The Sovereignty Mirage: Why European Clouds Won’t Save Your Data
If you’ve been sleeping soundly, confident that hosting your precious European data with a French cloud provider keeps it safely tucked away from foreign intelligence agencies, I have uncomfortable news. Grab a coffee. This is going to hurt.
When Sovereignty Meets Reality
In November 2025, a Canadian court ordered OVHcloud — the French cloud provider, the crown jewel of European digital sovereignty, the one that was supposed to be different — to hand over customer data stored on servers in France, the UK, and Australia. The Royal Canadian Mounted Police didn’t bother with those quaint Mutual Legal Assistance Treaties that exist precisely for such situations. They simply went through OVH’s Canadian subsidiary.[1]
OVH now faces an impossible choice: comply and violate French law (penalties include €90,000 fines and six months imprisonment), or refuse and face contempt charges in Canada.[1] The French government’s SISSE (Service de l’information stratégique et de la sécurité économiques) sent two official letters warning that any direct disclosure to the RCMP would be illegal and would constitute a violation of French sovereignty.[2]

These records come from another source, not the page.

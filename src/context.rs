// File: ./src/context.rs
/*! Application context abstraction for filesystem paths.

`AppContext` decides where the configuration file lives and where generated
files go by default. Two implementations are provided:

- `StandardContext`: uses `directories::ProjectDirs`, optionally rooted at an
  override directory (the `--root` flag).
- `TestContext`: a temporary directory for isolated tests, removed on drop.

Nothing here reads environment variables or global state; callers pass the
context explicitly.
*/

use anyhow::{Context, Result};
use directories::ProjectDirs;
use std::path::PathBuf;

pub trait AppContext: Send + Sync + std::fmt::Debug {
    fn get_config_dir(&self) -> Result<PathBuf>;
    fn get_output_dir(&self) -> Result<PathBuf>;

    fn get_config_file_path(&self) -> Result<PathBuf> {
        Ok(self.get_config_dir()?.join("config.toml"))
    }
}

// --- Production Implementation ---

#[derive(Clone, Debug)]
pub struct StandardContext {
    override_root: Option<PathBuf>,
}

impl StandardContext {
    /// When `override_root` is `Some(path)`, the config lives under
    /// `path/config` and outputs default to `path` itself.
    pub fn new(override_root: Option<PathBuf>) -> Self {
        Self { override_root }
    }

    fn ensure_exists(path: PathBuf) -> Result<PathBuf> {
        if !path.exists() {
            std::fs::create_dir_all(&path)
                .with_context(|| format!("Failed to create directory: {:?}", path))?;
        }
        Ok(path)
    }

    fn get_proj_dirs() -> Option<ProjectDirs> {
        ProjectDirs::from("com", "kebiao", "kebiao")
    }
}

impl AppContext for StandardContext {
    fn get_config_dir(&self) -> Result<PathBuf> {
        if let Some(root) = &self.override_root {
            return Self::ensure_exists(root.join("config"));
        }
        let proj = Self::get_proj_dirs().ok_or_else(|| anyhow::anyhow!("No home directory"))?;
        Self::ensure_exists(proj.config_dir().to_path_buf())
    }

    fn get_output_dir(&self) -> Result<PathBuf> {
        if let Some(root) = &self.override_root {
            return Self::ensure_exists(root.clone());
        }
        std::env::current_dir().context("Failed to determine current directory")
    }
}

// --- Test Implementation ---

#[derive(Clone, Debug)]
pub struct TestContext {
    pub root: PathBuf,
}

impl TestContext {
    /// Creates a new TestContext backed by a unique temporary directory.
    pub fn new() -> Self {
        let uuid = uuid::Uuid::new_v4();
        let root = std::env::temp_dir().join(format!("kebiao_test_{}", uuid));
        std::fs::create_dir_all(&root).expect("failed to create TestContext temp dir");
        Self { root }
    }
}

impl Default for TestContext {
    fn default() -> Self {
        Self::new()
    }
}

impl AppContext for TestContext {
    fn get_config_dir(&self) -> Result<PathBuf> {
        let p = self.root.join("config");
        std::fs::create_dir_all(&p)?;
        Ok(p)
    }

    fn get_output_dir(&self) -> Result<PathBuf> {
        let p = self.root.join("out");
        std::fs::create_dir_all(&p)?;
        Ok(p)
    }
}

impl Drop for TestContext {
    fn drop(&mut self) {
        // Best-effort cleanup; ignore errors.
        let _ = std::fs::remove_dir_all(&self.root);
    }
}
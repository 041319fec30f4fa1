use anyhow::{Context, Result};
use chrono::Local;
use kebiao::cli::{self, Command};
use kebiao::config::Config;
use kebiao::context::{AppContext, StandardContext};
use kebiao::export;
use kebiao::sheet::WorkbookGrid;
use kebiao::storage::OutputStorage;
use kebiao::term::{TermStartSource, resolve_term_start, week_mapping_preview};
use kebiao::timetable::Timetable;
use simplelog::{ColorChoice, LevelFilter, TermLogger, TerminalMode};
use std::env;

fn main() -> Result<()> {
    let args = match cli::parse_args(env::args().skip(1)) {
        Ok(args) => args,
        Err(msg) => {
            eprintln!("{}", msg);
            cli::print_help("kebiao");
            std::process::exit(2);
        }
    };

    let level = if args.verbose {
        LevelFilter::Debug
    } else {
        LevelFilter::Info
    };
    TermLogger::init(
        level,
        simplelog::Config::default(),
        TerminalMode::Stderr,
        ColorChoice::Auto,
    )?;

    let ctx = StandardContext::new(args.root.clone());

    let input = match args.command {
        Command::Help => {
            cli::print_help("kebiao");
            return Ok(());
        }
        Command::InitConfig => {
            Config::default().save(&ctx)?;
            println!("Wrote default config to {}", Config::get_path_string(&ctx)?);
            return Ok(());
        }
        Command::Convert { input } => input,
    };

    // An explicit --config must exist; only the default location may be absent.
    let config = match &args.config {
        Some(path) => Config::load_from(path)
            .with_context(|| format!("Cannot use config file {}", path.display()))?,
        None => match Config::load(&ctx) {
            Ok(config) => config,
            Err(e) if Config::is_missing_config_error(&e) => {
                log::info!("No config file found, using defaults");
                Config::default()
            }
            Err(e) => return Err(e),
        },
    };

    let (term_start, source) =
        resolve_term_start(&config.term_settings(), Local::now().date_naive());
    match source {
        TermStartSource::Configured => println!("学期第1周周一日期: {}", term_start),
        TermStartSource::LegacyWeekRule => {
            println!("学期第1周周一日期: {} (按 year/begin_week 推算)", term_start)
        }
        TermStartSource::CurrentWeek => {
            println!("学期第1周周一日期: {} (未配置, 使用本周周一)", term_start)
        }
    }
    if config.show_week_mapping {
        for line in week_mapping_preview(term_start) {
            println!("  {}", line);
        }
    }

    let grid = WorkbookGrid::open(&input)?;
    let timetable = Timetable::from_grid(&grid, &config);
    println!("解析到课程片段: {}", timetable.lessons.len());

    let out_dir = match &args.output_dir {
        Some(dir) => {
            std::fs::create_dir_all(dir)?;
            dir.clone()
        }
        None => ctx.get_output_dir()?,
    };

    let settings = config.calendar_settings();
    let ics = export::to_ics_string(&timetable.events, &settings, term_start, &timetable.clock);
    OutputStorage::write_output(&out_dir, &config.output.ics, ics)?;

    let grid = timetable.grid();
    OutputStorage::write_output(&out_dir, &config.output.chart_csv, export::week_chart_csv(&grid)?)?;
    OutputStorage::write_output(
        &out_dir,
        &config.output.chart_markdown,
        export::week_chart_markdown(&grid, term_start),
    )?;

    println!(
        "事件总数: {}; 节次行数: {}",
        timetable.events.len(),
        grid.slots().len()
    );
    Ok(())
}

Last August, OVH was crowing about Microsoft admitting it couldn’t guarantee data sovereignty.[1] The irony is exquisite.

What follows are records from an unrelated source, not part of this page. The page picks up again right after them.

// File: ./src/model/item.rs
// Core value types flowing through the timetable pipeline.
use serde::{Deserialize, Serialize};
use std::fmt;

/// Highest term week a course occurrence can land in.
pub const MAX_WEEK: u32 = 16;

/// Weekday columns used when indexing the grid (Monday = 1 .. Sunday = 7).
pub const DAYS_PER_WEEK: u32 = 7;

/// One course entry lifted out of a spreadsheet cell.
#[derive(Debug, Clone, PartialEq, Eq, Serialize, Deserialize)]
pub struct CourseRecord {
    pub name: String,
    pub teacher: Option<String>,
    pub week_spec: String,
    pub place: String,
    pub section_label: String,
}

/// Sorted, deduplicated week numbers. Values are not clamped to the term.
#[derive(Debug, Clone, Default, PartialEq, Eq, Serialize, Deserialize)]
pub struct WeekSet(Vec<u32>);

impl WeekSet {
    /// Builds a set from arbitrary values, sorting and removing duplicates.
    pub fn from_unsorted(mut weeks: Vec<u32>) -> Self {
        weeks.sort_unstable();
        weeks.dedup();
        Self(weeks)
    }

    pub fn as_slice(&self) -> &[u32] {
        &self.0
    }

    pub fn is_empty(&self) -> bool {
        self.0.is_empty()
    }

    pub fn len(&self) -> usize {
        self.0.len()
    }

    pub fn contains(&self, week: u32) -> bool {
        self.0.binary_search(&week).is_ok()
    }

    pub fn iter(&self) -> impl Iterator<Item = u32> + '_ {
        self.0.iter().copied()
    }

    /// Weeks that fall inside the teaching term.
    pub fn in_term(&self) -> impl Iterator<Item = u32> + '_ {
        self.iter().filter(|w| (1..=MAX_WEEK).contains(w))
    }

    pub(crate) fn retain(&mut self, keep: impl Fn(u32) -> bool) {
        self.0.retain(|w| keep(*w));
    }
}

impl IntoIterator for WeekSet {
    type Item = u32;
    type IntoIter = std::vec::IntoIter<u32>;

    fn into_iter(self) -> Self::IntoIter {
        self.0.into_iter()
    }
}

/// A normalized period block such as `"03"` or `"03-04"`.
///
/// Labels that carried no digits at all are kept verbatim as opaque slots.
#[derive(Debug, Clone, PartialEq, Eq, Hash, PartialOrd, Ord, Serialize, Deserialize)]
pub struct SlotLabel(String);

impl SlotLabel {
    pub fn new(label: impl Into<String>) -> Self {
        Self(label.into())
    }

    pub fn single(n: u32) -> Self {
        Self(format!("{:02}", n))
    }

    pub fn span(lo: u32, hi: u32) -> Self {
        Self(format!("{:02}-{:02}", lo, hi))
    }

    pub fn as_str(&self) -> &str {
        &self.0
    }

    /// Every run of ASCII digits in the label, in order of appearance.
    pub fn numbers(&self) -> Vec<u32> {
        digit_runs(&self.0)
    }

    /// Row ordering key: the label's numbers, or `[999]` when it has none,
    /// which places opaque labels after every numeric one.
    pub fn sort_key(&self) -> Vec<u32> {
        let nums = self.numbers();
        if nums.is_empty() { vec![999] } else { nums }
    }

    /// First and last period covered, when the label is numeric.
    pub fn period_bounds(&self) -> Option<(u32, u32)> {
        let nums = self.numbers();
        Some((*nums.first()?, *nums.last()?))
    }
}

impl fmt::Display for SlotLabel {
    fn fmt(&self, f: &mut fmt::Formatter<'_>) -> fmt::Result {
        f.write_str(&self.0)
    }
}

/// Extracts every run of ASCII digits as an integer.
///
/// Runs too long to fit a `u32` saturate instead of failing.
pub fn digit_runs(s: &str) -> Vec<u32> {
    let mut nums = Vec::new();
    let mut current: Option<u32> = None;
    for c in s.chars() {
        if let Some(d) = c.to_digit(10) {
            let acc = current.unwrap_or(0);
            current = Some(acc.saturating_mul(10).saturating_add(d));
        } else if let Some(n) = current.take() {
            nums.push(n);
        }
    }
    if let Some(n) = current {
        nums.push(n);
    }
    nums
}

/// Which of the two display markers a course name gets.
#[derive(Debug, Clone, Copy, PartialEq, Eq, Serialize, Deserialize)]
pub enum LanguageTag {
    Default,
    Flagged,
}

/// One scheduled occurrence of a course in a given week, weekday and slot.
#[derive(Debug, Clone, PartialEq, Eq, Serialize, Deserialize)]
pub struct CourseEvent {
    pub week: u32,
    pub weekday: u32,
    pub slot: SlotLabel,
    pub display_text: String,
    pub name: String,
    pub place: String,
    pub teacher: Option<String>,
    /// Inclusive sheet rows of the merged cell the course came from.
    pub rows: (usize, usize),
}

impl CourseEvent {
    /// Calendar summary line: `"<name> <place>"`.
    pub fn summary(&self) -> String {
        format!("{} {}", self.name, self.place)
    }
}
// File: ./src/model/parser.rs
// Cell block parser: lifts stacked course entries out of one timetable cell.
//
// A course entry in a cell reads, top to bottom:
//
//     name
//     (2)          optional repetition counter
//     teacher
//     1-16[周]     anchor: week marker plus at least one digit
//     place
//     [03-04]节    section: must carry the period marker
//
// Every anchor is resolved on its own, so several entries stacked in one cell
// never interfere with each other.
use crate::model::item::CourseRecord;

const WEEK_MARKER: char = '周';
const PERIOD_MARKER: char = '节';

/// Why an anchor line did not produce a course.
#[derive(Debug, Clone, Copy, PartialEq, Eq)]
pub enum Discard {
    /// No line follows the anchor.
    MissingPlace,
    /// No second line follows the anchor.
    MissingSection,
    /// The line two below the anchor lacks the period marker.
    SectionWithoutPeriod,
    /// Not enough lines above the anchor to hold a name.
    MissingName,
}

/// Result of resolving one anchor line.
#[derive(Debug, Clone, PartialEq, Eq)]
pub struct AnchorOutcome {
    pub line: usize,
    pub result: Result<CourseRecord, Discard>,
}

#[derive(Debug, Clone, Copy, PartialEq, Eq)]
enum ScanState {
    SeekAnchor,
    ExpectPlace { anchor: usize },
    ExpectSection { anchor: usize },
    ResolveName { anchor: usize },
}

/// Splits a cell into trimmed, non-empty lines.
pub fn cell_lines(cell_text: &str) -> Vec<&str> {
    cell_text
        .split(['\n', '\r'])
        .map(str::trim)
        .filter(|l| !l.is_empty())
        .collect()
}

fn is_anchor(line: &str) -> bool {
    line.contains(WEEK_MARKER) && line.chars().any(|c| c.is_ascii_digit())
}

/// Matches a bare "(digits)" repetition counter.
fn is_repeat_marker(line: &str) -> bool {
    line.strip_prefix('(')
        .and_then(|rest| rest.strip_suffix(')'))
        .is_some_and(|digits| !digits.is_empty() && digits.bytes().all(|b| b.is_ascii_digit()))
}

/// Walks the line sequence and resolves every anchor it meets.
pub struct BlockScanner<'a> {
    lines: Vec<&'a str>,
    cursor: usize,
}

impl<'a> BlockScanner<'a> {
    pub fn new(cell_text: &'a str) -> Self {
        Self {
            lines: cell_lines(cell_text),
            cursor: 0,
        }
    }

    fn resolve(&self, anchor: usize) -> Result<CourseRecord, Discard> {
        let mut state = ScanState::ExpectPlace { anchor };
        loop {
            state = match state {
                ScanState::SeekAnchor => unreachable!("resolve starts at an anchor"),
                ScanState::ExpectPlace { anchor } => {
                    if anchor + 1 >= self.lines.len() {
                        return Err(Discard::MissingPlace);
                    }
                    ScanState::ExpectSection { anchor }
                }
                ScanState::ExpectSection { anchor } => {
                    let section = self.lines.get(anchor + 2).ok_or(Discard::MissingSection)?;
                    if !section.contains(PERIOD_MARKER) {
                        return Err(Discard::SectionWithoutPeriod);
                    }
                    ScanState::ResolveName { anchor }
                }
                ScanState::ResolveName { anchor } => {
                    let mut name_idx = anchor.checked_sub(2).ok_or(Discard::MissingName)?;
                    if is_repeat_marker(self.lines[name_idx]) {
                        name_idx = name_idx.checked_sub(1).ok_or(Discard::MissingName)?;
                    }
                    let teacher = anchor
                        .checked_sub(1)
                        .map(|i| self.lines[i].to_string())
                        .filter(|t| !t.is_empty());
                    return Ok(CourseRecord {
                        name: self.lines[name_idx].to_string(),
                        teacher,
                        week_spec: self.lines[anchor].to_string(),
                        place: self.lines[anchor + 1].to_string(),
                        section_label: self.lines[anchor + 2].to_string(),
                    });
                }
            };
        }
    }
}

impl Iterator for BlockScanner<'_> {
    type Item = AnchorOutcome;

    fn next(&mut self) -> Option<AnchorOutcome> {
        let mut state = ScanState::SeekAnchor;
        while let ScanState::SeekAnchor = state {
            let line = self.lines.get(self.cursor)?;
            if is_anchor(line) {
                state = ScanState::ExpectPlace {
                    anchor: self.cursor,
                };
            }
            self.cursor += 1;
        }
        let ScanState::ExpectPlace { anchor } = state else {
            return None;
        };
        Some(AnchorOutcome {
            line: anchor,
            result: self.resolve(anchor),
        })
    }
}

/// Parses one cell into its course records. Malformed entries are dropped.
pub fn parse_cell_courses(cell_text: &str) -> Vec<CourseRecord> {
    BlockScanner::new(cell_text)
        .filter_map(|outcome| match outcome.result {
            Ok(course) => Some(course),
            Err(reason) => {
                log::debug!("Dropped entry at line {}: {:?}", outcome.line, reason);
                None
            }
        })
        .collect()
}

#[cfg(test)]
mod tests {
    use super::*;

    #[test]
    fn test_five_line_block() {
        let courses = parse_cell_courses("数据挖掘\n张老师\n3-5周\nN101\n3-4节");
        assert_eq!(courses.len(), 1);
        let c = &courses[0];
        assert_eq!(c.name, "数据挖掘");
        assert_eq!(c.teacher.as_deref(), Some("张老师"));
        assert_eq!(c.week_spec, "3-5周");
        assert_eq!(c.place, "N101");
        assert_eq!(c.section_label, "3-4节");
    }

    #[test]
    fn test_missing_section_yields_nothing() {
        assert!(parse_cell_courses("数据挖掘\n张老师\n3-5周\nN101").is_empty());
    }

    #[test]
    fn test_section_without_marker() {
        let outcomes: Vec<_> = BlockScanner::new("A\nT\n1-8[周]\nR1\n[01-02]").collect();
        assert_eq!(outcomes.len(), 1);
        assert_eq!(outcomes[0].result, Err(Discard::SectionWithoutPeriod));
    }

    #[test]
    fn test_anchor_at_line_one_is_discarded() {
        let outcomes: Vec<_> = BlockScanner::new("T\n1-8[周]\nR1").collect();
        assert_eq!(outcomes[0].line, 1);
        assert_eq!(outcomes[0].result, Err(Discard::MissingSection));

        let outcomes: Vec<_> = BlockScanner::new("T\n1-8[周]\nR1\n[01-02]节").collect();
        assert_eq!(outcomes[0].result, Err(Discard::MissingName));
    }

    #[test]
    fn test_trailing_anchor_has_no_place() {
        let outcomes: Vec<_> = BlockScanner::new("A\nT\n1-8[周]").collect();
        assert_eq!(outcomes[0].result, Err(Discard::MissingPlace));
    }

    #[test]
    fn test_repeat_counter_shifts_name() {
        let courses = parse_cell_courses("羽毛球\n(2)\n李老师\n1-16[周]\n体育馆\n[07-08]节");
        assert_eq!(courses.len(), 1);
        assert_eq!(courses[0].name, "羽毛球");
        assert_eq!(courses[0].teacher.as_deref(), Some("李老师"));
    }

    #[test]
    fn test_repeat_counter_without_name_above() {
        let outcomes: Vec<_> = BlockScanner::new("(2)\nT\n1-8[周]\nR1\n[01-02]节").collect();
        assert_eq!(outcomes[0].result, Err(Discard::MissingName));
    }

    #[test]
    fn test_stacked_blocks_parse_independently() {
        let cell = "高等数学\n王老师\n1-8[周]\nN201\n[01-02]节\n\
                    线性代数\n赵老师\n9-16[周]\nN305\n[01-02]节";
        let courses = parse_cell_courses(cell);
        assert_eq!(courses.len(), 2);
        assert_eq!(courses[0].name, "高等数学");
        assert_eq!(courses[1].name, "线性代数");
        assert_eq!(courses[1].week_spec, "9-16[周]");
    }

    #[test]
    fn test_blank_lines_and_crlf_are_ignored() {
        let courses = parse_cell_courses("\r\n  高等数学 \r\n\r\n王老师\r\n1-8[周]\r\nN201\r\n[01-02]节\r\n");
        assert_eq!(courses.len(), 1);
        assert_eq!(courses[0].name, "高等数学");
        assert_eq!(courses[0].place, "N201");
    }

    #[test]
    fn test_week_marker_without_digit_is_not_anchor() {
        assert_eq!(BlockScanner::new("周老师\n单周\nR1\n[01]节").count(), 0);
    }

    #[test]
    fn test_repeat_marker_shape() {
        assert!(is_repeat_marker("(12)"));
        assert!(!is_repeat_marker("()"));
        assert!(!is_repeat_marker("(1a)"));
        assert!(!is_repeat_marker("1"));
    }
}
// File: ./src/model/grid.rs
// Per-week index of event texts by (slot, weekday), read by the chart exporters.
use crate::model::item::{CourseEvent, DAYS_PER_WEEK, MAX_WEEK, SlotLabel};
use std::collections::{BTreeSet, HashMap};

/// Separator between distinct entries sharing one rendered cell.
pub const CELL_SEPARATOR: &str = " ｜ ";

#[derive(Debug, Clone, Default)]
pub struct Grid {
    slots: Vec<SlotLabel>,
    weeks: HashMap<u32, HashMap<(SlotLabel, u32), Vec<String>>>,
}

impl Grid {
    /// Builds the grid for weeks `1..=MAX_WEEK` and weekdays `1..=7`.
    ///
    /// Every (slot, weekday) pair is present for every week, even when empty.
    pub fn build(events: &[CourseEvent]) -> Self {
        let mut slots: Vec<SlotLabel> = events
            .iter()
            .map(|e| e.slot.clone())
            .collect::<BTreeSet<_>>()
            .into_iter()
            .collect();
        slots.sort_by_key(|s| s.sort_key());

        let mut weeks = HashMap::new();
        for week in 1..=MAX_WEEK {
            let mut cells: HashMap<(SlotLabel, u32), Vec<String>> = slots
                .iter()
                .flat_map(|s| (1..=DAYS_PER_WEEK).map(move |d| ((s.clone(), d), Vec::new())))
                .collect();
            for e in events.iter().filter(|e| e.week == week) {
                if let Some(texts) = cells.get_mut(&(e.slot.clone(), e.weekday)) {
                    texts.push(e.display_text.clone());
                }
            }
            weeks.insert(week, cells);
        }

        Self { slots, weeks }
    }

    /// Row labels in display order.
    pub fn slots(&self) -> &[SlotLabel] {
        &self.slots
    }

    /// Raw texts at one cell, duplicates kept, in event order.
    pub fn cell(&self, week: u32, slot: &SlotLabel, weekday: u32) -> &[String] {
        self.weeks
            .get(&week)
            .and_then(|cells| cells.get(&(slot.clone(), weekday)))
            .map(Vec::as_slice)
            .unwrap_or(&[])
    }

    /// Sorted, deduplicated texts at one cell.
    pub fn cell_entries(&self, week: u32, slot: &SlotLabel, weekday: u32) -> Vec<&str> {
        self.cell(week, slot, weekday)
            .iter()
            .map(String::as_str)
            .collect::<BTreeSet<_>>()
            .into_iter()
            .collect()
    }

    /// Rendered cell text, entries joined by [`CELL_SEPARATOR`].
    pub fn cell_text(&self, week: u32, slot: &SlotLabel, weekday: u32) -> String {
        self.cell_entries(week, slot, weekday).join(CELL_SEPARATOR)
    }

    pub fn is_week_empty(&self, week: u32) -> bool {
        self.weeks
            .get(&week)
            .is_none_or(|cells| cells.values().all(Vec::is_empty))
    }
}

Let that sink in. A French company. French servers. European data. Gone because someone had a subsidiary somewhere.
The CLOUD Act: It’s Worse Than You Think
Here’s where it gets really fun. The US CLOUD Act applies to “all electronic communication service or remote computing service providers that operate or have a legal presence in the U.S.” This isn’t about American companies. It’s about any company with US operations.[3]
AWS, in their own compliance documentation, helpfully points out that “the CLOUD Act is also applicable to a cloud service provider that is headquartered in the EU and has operations in the United States.” They even name-drop OVHcloud specifically: “OVHcloud, a French headquartered cloud services provider that operates in the U.S., notes in its CLOUD Act FAQ page that ‘OVHcloud will comply with lawful requests from public authorities. Under the CLOUD Act, that can include data stored outside of the United States.’”[3]
Thanks, OVH. Very reassuring.
But wait, there’s more. The CLOUD Act applies to data under a company’s “possession, custody, or control.” Courts have consistently found that parent companies can be compelled to produce data held by subsidiaries.[4] A US subsidiary of a European company? Subject to the CLOUD Act. A European company doing meaningful business in the US? Potentially subject to US jurisdiction under the “minimum contacts” doctrine.[4]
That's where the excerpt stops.